-- Opening Marker --
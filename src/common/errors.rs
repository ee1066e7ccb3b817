//! Error types for the odds engine

use thiserror::Error;

/// Result type alias using our OddsError
pub type Result<T> = std::result::Result<T, OddsError>;

/// Main error type for odds conversion
#[derive(Error, Debug, Clone, PartialEq, Eq)]
pub enum OddsError {
    /// Decimal odds that are non-numeric, below 1.00 or out of range
    #[error("Invalid decimal value provided: {0}. Min value: 1.0")]
    InvalidDecimal(String),

    /// Negative or out of range fractional numerator
    #[error("Invalid numerator provided: {0}")]
    InvalidNumerator(i64),

    /// Fractional denominator below 1
    #[error("Invalid denominator provided: {0}")]
    InvalidDenominator(i64),

    /// Fractional text that cannot be split into numerator and denominator
    #[error("Invalid fractional value provided: {0}")]
    InvalidFraction(String),

    /// Non-numeric or out of range moneyline
    #[error("Invalid moneyline value provided: {0}")]
    InvalidMoneyline(String),

    /// Odds ladder table that is empty or not strictly increasing
    #[error("Invalid odds ladder: {0}")]
    InvalidLadder(String),

    /// Configuration errors
    #[error("Configuration error: {0}")]
    Configuration(String),
}

impl OddsError {
    /// Whether this error rejects a caller-supplied odds value.
    ///
    /// Every variant except ladder and configuration problems belongs to the
    /// invalid-odds family.
    pub fn is_invalid_odds(&self) -> bool {
        matches!(
            self,
            OddsError::InvalidDecimal(_)
                | OddsError::InvalidNumerator(_)
                | OddsError::InvalidDenominator(_)
                | OddsError::InvalidFraction(_)
                | OddsError::InvalidMoneyline(_)
        )
    }
}

impl From<config::ConfigError> for OddsError {
    fn from(err: config::ConfigError) -> Self {
        OddsError::Configuration(err.to_string())
    }
}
-- Closing Marker --
**Task directions**
For the word "InvalidMoneyline", tally the lines above that hold it and answer with the number alone.

**Answer to this exercise**
2